Well...I do but, I just don't know how to describe it.

My family is concerned about my well being....I tell them I'm fine, but I know I'm not.
Shit has been hard for me.
I've missed so many days of school, I have to sit down with all of my teachers and my mother.....this will be fun.
Lately I've been pushing everyone away and I lock myself in my room, or I go on to the porch and smoke a cigarette.
I miss the old me.....The me that used to interact with my family and hang out with my best friend.
But I guess that person's gone now..... I'm just wondering when they'll come back.
I've stopped eating as much as I used too because, I put on a few pounds. I'm thinking about pills to help me stop eating, my mom probably won't let me but... I'm a rebel
I know I'm hungry, my stomach growls all the time but I ignore it.

People always ask me if I'm okay. I always tell them yes, I have too.

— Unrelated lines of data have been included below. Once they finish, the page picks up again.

//! Token scanning over JSV text.
//!
//! Every function works on byte indices into a `&str` and only ever stops on ASCII delimiters,
//! so returned slices always fall on character boundaries. Tokens are returned as sub-slices of
//! the input; nothing here allocates except [`parse_string`] when a literal quote must be collapsed.

use std::borrow::Cow;

pub const MAP_START: u8 = b'{';
pub const MAP_END: u8 = b'}';
pub const LIST_START: u8 = b'[';
pub const LIST_END: u8 = b']';
pub const KEY_SEPARATOR: u8 = b':';
pub const ITEM_SEPARATOR: u8 = b',';
pub const QUOTE: u8 = b'"';

#[inline]
fn is_whitespace(byte: u8) -> bool {
    matches!(byte, b' ' | b'\t' | b'\r' | b'\n')
}

pub fn eat_whitespace(text: &str, index: &mut usize) {
    let bytes = text.as_bytes();
    while *index < bytes.len() && is_whitespace(bytes[*index]) {
        *index += 1;
    }
}

/// Returns index right after the closing quote of a string starting at `start`.
fn scan_quoted(bytes: &[u8], start: usize) -> usize {
    let mut index = start + 1;
    while index < bytes.len() {
        if bytes[index] == QUOTE {
            // `""` is a literal quote inside a quoted string.
            if index + 1 < bytes.len() && bytes[index + 1] == QUOTE {
                index += 2;
                continue;
            }
            return index + 1;
        }
        index += 1;
    }
    bytes.len()
}

/// Returns index right after the delimiter closing the collection opened at `start`.
fn scan_balanced(bytes: &[u8], start: usize, open: u8, close: u8) -> usize {
    let mut depth = 1usize;
    let mut within_quotes = false;
    let mut index = start + 1;
    while index < bytes.len() && depth > 0 {
        let byte = bytes[index];
        if byte == QUOTE {
            within_quotes = !within_quotes;
        } else if !within_quotes {
            if byte == open {
                depth += 1;
            } else if byte == close {
                depth -= 1;
            }
        }
        index += 1;
    }
    index
}

pub fn eat_map_key<'a>(text: &'a str, index: &mut usize) -> &'a str {
    eat_whitespace(text, index);
    let bytes = text.as_bytes();
    let start = *index;
    if start >= bytes.len() {
        return "";
    }
    match bytes[start] {
        QUOTE => *index = scan_quoted(bytes, start),
        MAP_START => *index = scan_balanced(bytes, start, MAP_START, MAP_END),
        _ => {
            while *index < bytes.len()
                && !matches!(bytes[*index], KEY_SEPARATOR | ITEM_SEPARATOR | MAP_END)
            {
                *index += 1;
            }
        }
    }
    &text[start..*index]
}

pub fn eat_map_key_separator(text: &str, index: &mut usize) {
    eat_whitespace(text, index);
    if text.as_bytes().get(*index) == Some(&KEY_SEPARATOR) {
        *index += 1;
    }
}

fn eat_token<'a>(text: &'a str, index: &mut usize, end: u8) -> &'a str {
    let bytes = text.as_bytes();
    let start = *index;
    if start >= bytes.len() {
        return "";
    }
    match bytes[start] {
        ITEM_SEPARATOR => return "",
        byte if byte == end => return "",
        QUOTE => *index = scan_quoted(bytes, start),
        MAP_START => *index = scan_balanced(bytes, start, MAP_START, MAP_END),
        LIST_START => *index = scan_balanced(bytes, start, LIST_START, LIST_END),
        _ => {
            while *index < bytes.len() && bytes[*index] != ITEM_SEPARATOR && bytes[*index] != end
            {
                *index += 1;
            }
        }
    }
    &text[start..*index]
}

/// Raw value of a map entry. Empty slice means the entry has no value.
pub fn eat_value<'a>(text: &'a str, index: &mut usize) -> &'a str {
    eat_token(text, index, MAP_END)
}

/// Raw value of a list element.
pub fn eat_list_item<'a>(text: &'a str, index: &mut usize) -> &'a str {
    eat_token(text, index, LIST_END)
}

/// Steps over the separator or collection end following a value.
pub fn eat_item_separator_or_map_end(text: &str, index: &mut usize) {
    eat_whitespace(text, index);
    if *index != text.len() {
        *index += 1;
    }
}

/// `true` when nothing but whitespace sits between the map start and the map end (or input end).
pub fn is_empty_map(text: &str) -> bool {
    let mut index = 1;
    eat_whitespace(text, &mut index);
    match text.as_bytes().get(index) {
        None => true,
        Some(byte) => *byte == MAP_END,
    }
}

/// Strips surrounding quotes and collapses `""` into `"`.
pub fn parse_string(raw: &str) -> Cow<'_, str> {
    let bytes = raw.as_bytes();
    if bytes.len() < 2 || bytes[0] != QUOTE || bytes[bytes.len() - 1] != QUOTE {
        return Cow::Borrowed(raw);
    }
    let inner = &raw[1..raw.len() - 1];
    if inner.contains("\"\"") {
        Cow::Owned(inner.replace("\"\"", "\""))
    } else {
        Cow::Borrowed(inner)
    }
}

/// Type name carried by a nested map value whose first entry is `type_attr`, e.g.
/// `{__type:"Zoo.Dog",Name:Rex}`.
pub fn embedded_type_name<'a>(raw: &'a str, type_attr: &str) -> Option<Cow<'a, str>> {
    if raw.as_bytes().first() != Some(&MAP_START) {
        return None;
    }
    let mut index = 1;
    let key = eat_map_key(raw, &mut index);
    if !parse_string(key).eq_ignore_ascii_case(type_attr) {
        return None;
    }
    eat_map_key_separator(raw, &mut index);
    let value = eat_value(raw, &mut index);
    if value.is_empty() {
        return None;
    }
    Some(parse_string(value))
}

Because if I don't, I'll have to talk to people.....and I really hate talk to people, especially adults.

I love to dream
I dream about that perfect person .....or people.
Dreaming is what separates my from reality just for a split second before someone snaps their fingers in my face and tell me to pay attention.

Lately I've been........ trying to figure out how much I mean to people.
People ignore me when I speak....and that just makes me realize that I shouldn't be speaking or what I'm saying doesn't matter .

I've been reading more often the usual.... that's good I guess.
Also drawing, I've been drawing alot too ..... maybe I'll make an art book of my shitty creations.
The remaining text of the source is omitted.